Defending champions the Kansas City Chiefs will play the Tampa Bay Buccaneers at Tampa on February 7, 2021. It’s the first time in the history of the Big Game that a team will play for the championship on their home turf. It’s also the first championship game starring the two most-recent Super Bowl winning quarterbacks: the Chiefs’ Patrick Mahomes who led his team to a win in 2020 and the Buccaneers’ Tom Brady who led the New England Patriots to a win in 2019. Mahomes and Brady also have the largest age gap between two starting quarterbacks in Super Bowl history — 18 years and 45 days. Mahomes is 25 and Brady is 43.
Mahomes has been playing in the NFL for four years. He was a first round pick in 2017 and tenth overall. Sunday’s game will be his second Super Bowl appearance. Tom Brady has had a 20-year NFL career with a record-setting nine Super Bowl appearances, including six wins. Not bad for a player who was drafted in the sixth round with the 199th overall selection. Brady is widely considered the greatest quarterback of all time, and yet thirty teams in the NFL passed on him in the 2000 draft. Brady left the New England Patriots last year to join Tampa Bay, a team that had not won a playoff game in 18 years.
Some are calling this weekend’s game the best Super Bowl quarterback matchup ever, and the NFL hopes that will further boost viewership.
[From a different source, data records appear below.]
use cardrail_domain::model::{PaymentStatus, SessionStatus};

pub mod sessions {
    use sea_orm::entity::prelude::*;

    #[derive(Clone, Debug, PartialEq, DeriveEntityModel)]
    #[sea_orm(table_name = "sessions")]
    pub struct Model {
        #[sea_orm(primary_key, auto_increment = false)]
        pub id: String,
        pub store: String,
        pub amount_usd_cents: i64,
        pub currency: String,
        pub status: SessionStatusDb,
        pub wallet_id: String,
        pub user_id: String,
        pub gift_card_id: Option<i64>,
        pub created_at: DateTimeUtc,
        pub expires_at: DateTimeUtc,
    }

    #[derive(Clone, Debug, PartialEq, Eq, EnumIter, DeriveActiveEnum)]
    #[sea_orm(rs_type = "String", db_type = "String(Some(16))")]
    pub enum SessionStatusDb {
        #[sea_orm(string_value = "pending")]
        Pending,
        #[sea_orm(string_value = "paid")]
        Paid,
        #[sea_orm(string_value = "fulfilled")]
        Fulfilled,
        #[sea_orm(string_value = "failed")]
        Failed,
        #[sea_orm(string_value = "email_failed")]
        EmailFailed,
        #[sea_orm(string_value = "expired")]
        Expired,
    }

    #[derive(Debug, Clone, Copy, EnumIter, DeriveRelation)]
    pub enum Relation {}

    impl ActiveModelBehavior for ActiveModel {}
}

pub mod payments {
    use sea_orm::entity::prelude::*;

    #[derive(Clone, Debug, PartialEq, DeriveEntityModel)]
    #[sea_orm(table_name = "payments")]
    pub struct Model {
        #[sea_orm(primary_key)]
        pub id: i64,
        pub session_id: String,
        pub wallet_id: String,
        pub user_id: String,
        pub amount_base_units: String,
        pub token: String,
        pub tx_hash: String,
        pub reference: String,
        pub status: PaymentStatusDb,
        pub created_at: DateTimeUtc,
        pub updated_at: DateTimeUtc,
    }

    #[derive(Clone, Debug, PartialEq, Eq, EnumIter, DeriveActiveEnum)]
    #[sea_orm(rs_type = "String", db_type = "String(Some(16))")]
    pub enum PaymentStatusDb {
        #[sea_orm(string_value = "confirming")]
        Confirming,
        #[sea_orm(string_value = "succeeded")]
        Succeeded,
        #[sea_orm(string_value = "failed")]
        Failed,
        #[sea_orm(string_value = "email_failed")]
        EmailFailed,
    }

    #[derive(Debug, Clone, Copy, EnumIter, DeriveRelation)]
    pub enum Relation {}

    impl ActiveModelBehavior for ActiveModel {}
}

pub mod gift_cards {
    use sea_orm::entity::prelude::*;

    #[derive(Clone, Debug, PartialEq, DeriveEntityModel)]
    #[sea_orm(table_name = "gift_cards")]
    pub struct Model {
        #[sea_orm(primary_key)]
        pub id: i64,
        pub store: String,
        pub currency: String,
        pub amount_usd_cents: i64,
        pub encrypted_number: String,
        pub encrypted_pin: String,
        pub iv: String,
        pub tag: String,
        pub active: bool,
        pub reserved_by_payment_id: Option<i64>,
        pub reserved_at: Option<DateTimeUtc>,
        pub created_at: DateTimeUtc,
    }

    #[derive(Debug, Clone, Copy, EnumIter, DeriveRelation)]
    pub enum Relation {}

    impl ActiveModelBehavior for ActiveModel {}
}

pub mod users {
    use sea_orm::entity::prelude::*;

    #[derive(Clone, Debug, PartialEq, DeriveEntityModel)]
    #[sea_orm(table_name = "users")]
    pub struct Model {
        #[sea_orm(primary_key, auto_increment = false)]
        pub id: String,
        pub email: Option<String>,
    }

    #[derive(Debug, Clone, Copy, EnumIter, DeriveRelation)]
    pub enum Relation {}

    impl ActiveModelBehavior for ActiveModel {}
}

pub mod wallets {
    use sea_orm::entity::prelude::*;

    #[derive(Clone, Debug, PartialEq, DeriveEntityModel)]
    #[sea_orm(table_name = "wallets")]
    pub struct Model {
        #[sea_orm(primary_key, auto_increment = false)]
        pub id: String,
        pub address: String,
        pub user_id: String,
    }

    #[derive(Debug, Clone, Copy, EnumIter, DeriveRelation)]
    pub enum Relation {}

    impl ActiveModelBehavior for ActiveModel {}
}

impl From<sessions::SessionStatusDb> for SessionStatus {
    fn from(value: sessions::SessionStatusDb) -> Self {
        match value {
            sessions::SessionStatusDb::Pending => SessionStatus::Pending,
            sessions::SessionStatusDb::Paid => SessionStatus::Paid,
            sessions::SessionStatusDb::Fulfilled => SessionStatus::Fulfilled,
            sessions::SessionStatusDb::Failed => SessionStatus::Failed,
            sessions::SessionStatusDb::EmailFailed => SessionStatus::EmailFailed,
            sessions::SessionStatusDb::Expired => SessionStatus::Expired,
        }
    }
}

impl From<SessionStatus> for sessions::SessionStatusDb {
    fn from(value: SessionStatus) -> Self {
        match value {
            SessionStatus::Pending => sessions::SessionStatusDb::Pending,
            SessionStatus::Paid => sessions::SessionStatusDb::Paid,
            SessionStatus::Fulfilled => sessions::SessionStatusDb::Fulfilled,
            SessionStatus::Failed => sessions::SessionStatusDb::Failed,
            SessionStatus::EmailFailed => sessions::SessionStatusDb::EmailFailed,
            SessionStatus::Expired => sessions::SessionStatusDb::Expired,
        }
    }
}

impl From<payments::PaymentStatusDb> for PaymentStatus {
    fn from(value: payments::PaymentStatusDb) -> Self {
        match value {
            payments::PaymentStatusDb::Confirming => PaymentStatus::Confirming,
            payments::PaymentStatusDb::Succeeded => PaymentStatus::Succeeded,
            payments::PaymentStatusDb::Failed => PaymentStatus::Failed,
            payments::PaymentStatusDb::EmailFailed => PaymentStatus::EmailFailed,
        }
    }
}

impl From<PaymentStatus> for payments::PaymentStatusDb {
    fn from(value: PaymentStatus) -> Self {
        match value {
            PaymentStatus::Confirming => payments::PaymentStatusDb::Confirming,
            PaymentStatus::Succeeded => payments::PaymentStatusDb::Succeeded,
            PaymentStatus::Failed => payments::PaymentStatusDb::Failed,
            PaymentStatus::EmailFailed => payments::PaymentStatusDb::EmailFailed,
        }
    }
}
The Big Game is one of the most watched television events in the world. More than 100 million people tune into the game every year which is why it’s typically a boon to advertisers to land a spot during the broadcast. However, the pandemic has many big brands sitting out Super Bowl 55, while companies whose businesses have boomed in the pandemic will premiere their first-ever Super Bowl ads. Some of these first-time advertisers include Scott’s Miracle-Gro, promoting pandemic backyard goals, and food delivery services UberEats and Doordash, filling the dine-in restaurant void. Online marketplace Mercari and freelance site Fiverr will also debut spots on Sunday.
The Big Game is full of other firsts as well. The first woman to officiate a Super Bowl game happens this year as referee Sarah Thomas takes to the field. It will be the first paperless and cashless Super Bowl. Attendees will use their smartphones for entry with mobile tickets and for concession payments. Kiosks outside the stadium will be available for users to convert cash into gift cards for use inside.
The stadium is typically packed with tens of thousands of fans, however, the 2021 Super Bowl crowd will be limited to 22,000 people due to the pandemic, with 7,500 tickets going to vaccinated front-line healthcare workers from around the country who received free tickets. That is just one third of the stadium’s 65,000 seat capacity.
This year, Canadian artist The Weeknd will perform at the halftime show. The Weeknd, whose real name is Abel Tesfaye, is a three-time Grammy Award winner. His performance marks the 30-year anniversary of the NFL changing course from using traditional marching bands as the halftime entertainment to staging multi-million-dollar productions with contemporary music acts.
The game is set to kickoff at 6:30 p.m. ET. While the big viewing parties and game day gatherings may be scaled back this year, we hope you have an enjoyable Super Bowl Sunday. Go team!